-- Opening Marker --

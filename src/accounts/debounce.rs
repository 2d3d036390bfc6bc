// SPDX-License-Identifier: AGPL-3.0-or-later
//
// Copyright (C) 2026 Relational Network

//! Single-slot write scheduler.
//!
//! At most one write is pending at a time. While a write is scheduled,
//! further requests are dropped; the write reads the state when it fires, so
//! everything mutated in between is still persisted. A scheduled write cannot
//! be cancelled.

use std::sync::atomic::{AtomicBool, Ordering};
use std::sync::Arc;
use std::time::Duration;

use tokio::runtime::Handle;

/// Default debounce window for settings writes.
pub const DEFAULT_SAVE_DELAY: Duration = Duration::from_millis(100);

/// Debounces deferred writes behind an in-flight flag.
#[derive(Debug, Clone)]
pub struct SaveScheduler {
    delay: Duration,
    pending: Arc<AtomicBool>,
}

impl Default for SaveScheduler {
    fn default() -> Self {
        Self::new(DEFAULT_SAVE_DELAY)
    }
}

impl SaveScheduler {
    pub fn new(delay: Duration) -> Self {
        Self {
            delay,
            pending: Arc::new(AtomicBool::new(false)),
        }
    }

    pub fn delay(&self) -> Duration {
        self.delay
    }

    /// Whether a write is scheduled and has not fired yet.
    pub fn is_pending(&self) -> bool {
        self.pending.load(Ordering::Acquire)
    }

    /// Schedule `write` to run after the debounce delay.
    ///
    /// Returns `false` when a write was already pending (the call is a no-op).
    /// Outside a tokio runtime the write runs immediately.
    pub fn schedule<F>(&self, write: F) -> bool
    where
        F: FnOnce() + Send + 'static,
    {
        if self.pending.swap(true, Ordering::AcqRel) {
            return false;
        }

        match Handle::try_current() {
            Ok(handle) => {
                let pending = self.pending.clone();
                let delay = self.delay;
                handle.spawn(async move {
                    tokio::time::sleep(delay).await;
                    // Cleared before writing so mutations made during the
                    // write schedule a fresh one.
                    pending.store(false, Ordering::Release);
                    write();
                });
            }
            Err(_) => {
                self.pending.store(false, Ordering::Release);
                write();
            }
        }

        true
    }
}
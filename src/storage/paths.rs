// SPDX-License-Identifier: AGPL-3.0-or-later
//
// Copyright (C) 2026 Relational Network

//! Path constants and utilities for the settings storage layout.

use std::path::{Path, PathBuf};

/// Default base directory for persisted settings.
pub const DATA_ROOT: &str = "./data";

/// Storage path utilities for the settings directory.
#[derive(Debug, Clone)]
pub struct SettingsPaths {
    root: PathBuf,
}

impl Default for SettingsPaths {
    fn default() -> Self {
        Self::new(DATA_ROOT)
    }
}

impl SettingsPaths {
    /// Create a new SettingsPaths with a custom root (useful for testing).
    pub fn new(root: impl AsRef<Path>) -> Self {
        Self {
            root: root.as_ref().to_path_buf(),
        }
    }

    /// Root directory for all settings data.
    pub fn root(&self) -> &Path {
        &self.root
    }

    /// Directory containing one JSON file per settings key.
    pub fn settings_dir(&self) -> PathBuf {
        self.root.join("settings")
    }

    /// Path to the file backing a settings key.
    pub fn setting(&self, key: &str) -> PathBuf {
        self.settings_dir().join(format!("{key}.json"))
    }

    /// File used by the storage health check.
    pub fn health_check_file(&self) -> PathBuf {
        self.root.join(".health_check")
    }
}

/// Settings keys become file names, so only a conservative alphabet is allowed.
pub fn is_valid_key(key: &str) -> bool {
    !key.is_empty()
        && key
            .bytes()
            .all(|b| b.is_ascii_alphanumeric() || b == b'_' || b == b'-')
}

#[cfg(test)]
mod tests {
    use super::*;

    #[test]
    fn setting_paths_are_under_settings_dir() {
        let paths = SettingsPaths::new("/tmp/wallet");
        assert_eq!(
            paths.setting("testaccounts"),
            PathBuf::from("/tmp/wallet/settings/testaccounts.json")
        );
        assert_eq!(paths.root(), Path::new("/tmp/wallet"));
    }

    #[test]
    fn key_validation_blocks_traversal() {
        assert!(is_valid_key("publicaccounts"));
        assert!(is_valid_key("ui-theme_v2"));
        assert!(!is_valid_key(""));
        assert!(!is_valid_key("../etc/passwd"));
        assert!(!is_valid_key("a/b"));
    }
}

-- Closing Marker --

Work order:
Using the material above, return every line that holds the string "struct".

Result for this task:
pub struct SaveScheduler {
pub struct SettingsPaths {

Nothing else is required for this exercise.